> WHAT YOU NEED TO DO
What is the number of lines in the entries that contain the word "CoordinatorMetrics"? Answer with that figure alone.

> DATA
------------
//! Coordinator counters.
//!
//! Plain atomics shared between the actors and the health endpoint. Gauges
//! are derived from monotonic pairs so concurrent increments never race a
//! decrement below zero.

use std::sync::atomic::{AtomicU64, Ordering};
use std::sync::Arc;

/// Shared counters for rooms, peers and arbitration outcomes.
#[derive(Debug, Default)]
pub struct CoordinatorMetrics {
    rooms_created: AtomicU64,
    rooms_destroyed: AtomicU64,
    peers_joined: AtomicU64,
    peers_left: AtomicU64,
    speak_grants: AtomicU64,
    speak_denials: AtomicU64,
    pages_sent: AtomicU64,
}

impl CoordinatorMetrics {
    #[must_use]
    pub fn new() -> Arc<Self> {
        Arc::new(Self::default())
    }

    pub fn room_created(&self) {
        self.rooms_created.fetch_add(1, Ordering::Relaxed);
    }

    pub fn room_destroyed(&self) {
        self.rooms_destroyed.fetch_add(1, Ordering::Relaxed);
    }

    pub fn peer_joined(&self) {
        self.peers_joined.fetch_add(1, Ordering::Relaxed);
    }

    pub fn peer_left(&self) {
        self.peers_left.fetch_add(1, Ordering::Relaxed);
    }

    pub fn speak_granted(&self) {
        self.speak_grants.fetch_add(1, Ordering::Relaxed);
    }

    pub fn speak_denied(&self) {
        self.speak_denials.fetch_add(1, Ordering::Relaxed);
    }

    pub fn page_sent(&self) {
        self.pages_sent.fetch_add(1, Ordering::Relaxed);
    }

    /// Rooms currently alive.
    #[must_use]
    pub fn current_rooms(&self) -> u64 {
        self.rooms_created
            .load(Ordering::Relaxed)
            .saturating_sub(self.rooms_destroyed.load(Ordering::Relaxed))
    }

    /// Peers currently in rooms.
    #[must_use]
    pub fn current_peers(&self) -> u64 {
        self.peers_joined
            .load(Ordering::Relaxed)
            .saturating_sub(self.peers_left.load(Ordering::Relaxed))
    }

    #[must_use]
    pub fn total_speak_grants(&self) -> u64 {
        self.speak_grants.load(Ordering::Relaxed)
    }

    #[must_use]
    pub fn total_speak_denials(&self) -> u64 {
        self.speak_denials.load(Ordering::Relaxed)
    }

    #[must_use]
    pub fn total_pages(&self) -> u64 {
        self.pages_sent.load(Ordering::Relaxed)
    }
}

#[cfg(test)]
#[allow(clippy::unwrap_used, clippy::expect_used)]
mod tests {
    use super::*;

    #[test]
    fn test_gauges_track_create_destroy_pairs() {
        let metrics = CoordinatorMetrics::new();
        metrics.room_created();
        metrics.room_created();
        metrics.room_destroyed();
        assert_eq!(metrics.current_rooms(), 1);

        metrics.peer_joined();
        metrics.peer_left();
        assert_eq!(metrics.current_peers(), 0);
    }

    #[test]
    fn test_gauges_never_underflow() {
        let metrics = CoordinatorMetrics::new();
        metrics.room_destroyed();
        assert_eq!(metrics.current_rooms(), 0);
    }
}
------------
> THE COMPLETED TASK
4